REQUIREMENT: Somewhere in the records below is a line containing "pub fn current_ip_from(url: &str)". Copy that line and everything after it through the end, unchanged.

DATA SHOWN:
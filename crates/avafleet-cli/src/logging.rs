use tracing_subscriber::EnvFilter;
use tracing_subscriber::fmt;
use tracing_subscriber::prelude::*;

/// Log output format.
#[derive(Debug, Clone, Copy, PartialEq, Eq, Default)]
pub enum LogFormat {
    /// Compact human-readable lines.
    #[default]
    Human,
    /// One JSON object per event, for log shippers.
    Json,
}

impl LogFormat {
    /// Parse from CLI string argument.
    pub fn from_str_arg(s: &str) -> Self {
        match s.to_lowercase().as_str() {
            "json" => Self::Json,
            _ => Self::Human,
        }
    }
}

/// Initialize the global tracing subscriber.
///
/// Call once at program startup. Respects `RUST_LOG`; the default filter
/// shows info from avafleet and warnings from dependencies. Logs go to
/// stderr so `--output json` stays machine-readable.
pub fn init(format: LogFormat) {
    let env_filter =
        EnvFilter::try_from_default_env().unwrap_or_else(|_| EnvFilter::new("avafleet=info,warn"));

    match format {
        LogFormat::Human => {
            let layer = fmt::layer()
                .with_writer(std::io::stderr)
                .with_target(false)
                .with_thread_ids(false)
                .compact();
            let _ = tracing_subscriber::registry()
                .with(env_filter)
                .with(layer)
                .try_init();
        }
        LogFormat::Json => {
            let layer = fmt::layer()
                .json()
                .with_writer(std::io::stderr)
                .with_target(true);
            let _ = tracing_subscriber::registry()
                .with(env_filter)
                .with(layer)
                .try_init();
        }
    }
}
use std::collections::BTreeMap;

use thiserror::Error;

/// Closed set of error kinds that callers branch on.
///
/// Raised as `anyhow::Error` and recovered with [`FleetError::of`], so the
/// rest of the stack keeps plain `anyhow::Result` signatures while kind
/// checks never depend on message text.
#[derive(Debug, Clone, Error, PartialEq, Eq)]
pub enum FleetError {
    #[error("cluster {0:?} not found")]
    ClusterNotFound(String),

    #[error("no nodes found in cluster {0}")]
    NoNodes(String),

    #[error("node {0} not found")]
    NodeNotFound(String),

    #[error("cluster {0} already exists, use --force to overwrite")]
    ClusterExists(String),

    #[error("node {0} already exists, use --force to overwrite")]
    NodeDirExists(String),

    /// The cloud instance is already gone or already stopped.
    #[error("node {node_id} is not found to be running")]
    NodeNotRunning { node_id: String },

    #[error("node {node_id} is already a validator of {target}")]
    AlreadyValidating { node_id: String, target: String },

    /// A cloud rule or address that a create call found already in place.
    #[error("{0} already exists")]
    ResourceExists(String),

    /// An ingress permission that a revoke call found already gone.
    #[error("ingress rule on {0} not found")]
    RuleNotFound(String),

    #[error("transient failure talking to {target}: {reason}")]
    TransientRemote { target: String, reason: String },

    #[error("cloud credentials expired for profile {profile}")]
    ExpiredCredentials { profile: String },

    #[error("failed to {operation} node(s) {}", format_ids(.failed.keys()))]
    PartialFleetFailure {
        operation: String,
        failed: BTreeMap<String, String>,
    },

    #[error("{original}{}", format_cleanup(.cleanup_errors))]
    ProvisioningPartialFailure {
        original: String,
        cleanup_errors: Vec<String>,
    },

    #[error("unable to parse {what} for node {node_id}")]
    StatusParse { node_id: String, what: String },

    #[error("node(s) {} are not bootstrapped yet, please try again later", format_ids(.0.iter()))]
    NotBootstrapped(Vec<String>),

    #[error("node(s) {} are not healthy, please check the issue and try again later", format_ids(.0.iter()))]
    Unhealthy(Vec<String>),

    #[error("node(s) {} are not RPC compatible with RPC protocol version {rpc_version}", format_ids(.nodes.iter()))]
    RpcIncompatible { nodes: Vec<String>, rpc_version: u32 },

    #[error("node {node_id} is not synced to subnet {subnet} yet, please try again later")]
    NotSynced { node_id: String, subnet: String },

    #[error("illegal weight, must be greater than or equal to {min}: {weight}")]
    InvalidWeight { min: u64, weight: u64 },

    #[error(
        "subnet validation of node {node_id} would end at {end}, after its Primary Network validation ends at {primary_end}"
    )]
    StakeOutlivesPrimary { node_id: String, end: u64, primary_end: u64 },

    #[error("validation {validation_id} expired before submission")]
    RegistrationExpired { validation_id: String },

    #[error("validator registration already initialized for {validation_id}")]
    AlreadyRegistered { validation_id: String },

    #[error("validator {validation_id} was already fully registered")]
    AlreadyFinished { validation_id: String },

    #[error("node {node_id} not validating {target} after {secs} seconds")]
    ValidatorTimeout {
        node_id: String,
        target: String,
        secs: u64,
    },

    #[error("{0} is not supported for local clusters")]
    NotImplementedForLocal(String),
}

impl FleetError {
    /// Recover the kind carried by an `anyhow::Error`, if any.
    pub fn of(err: &anyhow::Error) -> Option<&FleetError> {
        err.chain().find_map(|cause| cause.downcast_ref::<FleetError>())
    }

    /// Aborts a whole fleet pass.
    pub fn is_expired_credentials(err: &anyhow::Error) -> bool {
        matches!(Self::of(err), Some(FleetError::ExpiredCredentials { .. }))
    }

    /// Recoverable outcomes that count as done for the node.
    pub fn is_already_in_target_state(err: &anyhow::Error) -> bool {
        matches!(
            Self::of(err),
            Some(FleetError::NodeNotRunning { .. }) | Some(FleetError::AlreadyValidating { .. })
        )
    }

    /// Worth another attempt from a caller that owns a retry policy.
    pub fn is_retryable(err: &anyhow::Error) -> bool {
        matches!(
            Self::of(err),
            Some(FleetError::TransientRemote { .. }) | Some(FleetError::RegistrationExpired { .. })
        )
    }
}

fn format_ids<'a>(ids: impl Iterator<Item = &'a String>) -> String {
    format!("[{}]", ids.cloned().collect::<Vec<_>>().join(", "))
}

fn format_cleanup(errors: &[String]) -> String {
    if errors.is_empty() {
        String::new()
    } else {
        format!(" (cleanup also failed: {})", errors.join("; "))
    }
}

#[cfg(test)]
mod tests {
    use super::*;
    use anyhow::Context;

    #[test]
    fn test_kind_survives_context() {
        let err: anyhow::Error = FleetError::ExpiredCredentials {
            profile: "default".to_string(),
        }
        .into();
        let err = Err::<(), _>(err)
            .context("Failed to destroy node i-1")
            .unwrap_err();
        assert!(FleetError::is_expired_credentials(&err));
        assert!(!FleetError::is_retryable(&err));
    }

    #[test]
    fn test_plain_error_has_no_kind() {
        let err = anyhow::anyhow!("node not found to be running");
        assert!(FleetError::of(&err).is_none());
        assert!(!FleetError::is_already_in_target_state(&err));
    }

    #[test]
    fn test_partial_failure_names_every_node() {
        let mut failed = BTreeMap::new();
        failed.insert("i-b".to_string(), "boom".to_string());
        failed.insert("i-a".to_string(), "bang".to_string());
        let err = FleetError::PartialFleetFailure {
            operation: "destroy".to_string(),
            failed,
        };
        assert_eq!(err.to_string(), "failed to destroy node(s) [i-a, i-b]");
    }

    #[test]
    fn test_provisioning_failure_keeps_original() {
        let err = FleetError::ProvisioningPartialFailure {
            original: "instance 3 failed to start".to_string(),
            cleanup_errors: vec!["i-2: timeout".to_string()],
        };
        let msg = err.to_string();
        assert!(msg.starts_with("instance 3 failed to start"));
        assert!(msg.contains("i-2: timeout"));
    }

    #[test]
    fn test_invalid_weight_message() {
        let err = FleetError::InvalidWeight { min: 20, weight: 5 };
        assert_eq!(
            err.to_string(),
            "illegal weight, must be greater than or equal to 20: 5"
        );
    }

    #[test]
    fn test_already_states() {
        let gone: anyhow::Error = FleetError::NodeNotRunning {
            node_id: "i-1".to_string(),
        }
        .into();
        assert!(FleetError::is_already_in_target_state(&gone));
        let retry: anyhow::Error = FleetError::RegistrationExpired {
            validation_id: "v".to_string(),
        }
        .into();
        assert!(FleetError::is_retryable(&retry));
    }
}
// avafleet-runtime: Registry persistence, remote execution, node probes, cloud adapters
// Depends on avafleet-core

pub mod cloud;
pub mod gateway;
pub mod inventory;
pub mod prober;
pub mod registry;
pub mod secrets;

#[cfg(any(test, feature = "test-util"))]
pub mod mock;
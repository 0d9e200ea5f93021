use std::net::Ipv4Addr;
use std::time::Duration;

use anyhow::{Context, Result};

use avafleet_core::naming::parse_ipv4;

/// Service that answers with the caller's public IPv4 address as plain text.
pub const PUBLIC_IP_URL: &str = "https://api.ipify.org";

fn client(timeout: Duration) -> Result<reqwest::blocking::Client> {
    reqwest::blocking::Client::builder()
        .user_agent(concat!("avafleet/", env!("CARGO_PKG_VERSION")))
        .timeout(timeout)
        .build()
        .context("Failed to build HTTP client")
}

/// Fetch a URL and return the response body as a string.
pub fn fetch_text(url: &str) -> Result<String> {
    let resp = client(Duration::from_secs(30))?
        .get(url)
        .send()
        .with_context(|| format!("HTTP request failed: {}", url))?;

    let status = resp.status();
    if !status.is_success() {
        anyhow::bail!("HTTP {} for {}", status, url);
    }

    resp.text()
        .with_context(|| format!("Failed to read response body from {}", url))
}

/// Public IPv4 address of this machine, as seen from the internet.
pub fn current_ip() -> Result<Ipv4Addr> {
    current_ip_from(PUBLIC_IP_URL)
}

pub fn current_ip_from(url: &str) -> Result<Ipv4Addr> {
    let body = fetch_text(url)?;
    parse_ipv4(body.trim()).with_context(|| format!("{} did not return an IPv4 address", url))
}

RESPONSE AREA:
pub fn current_ip_from(url: &str) -> Result<Ipv4Addr> {
    let body = fetch_text(url)?;
    parse_ipv4(body.trim()).with_context(|| format!("{} did not return an IPv4 address", url))
}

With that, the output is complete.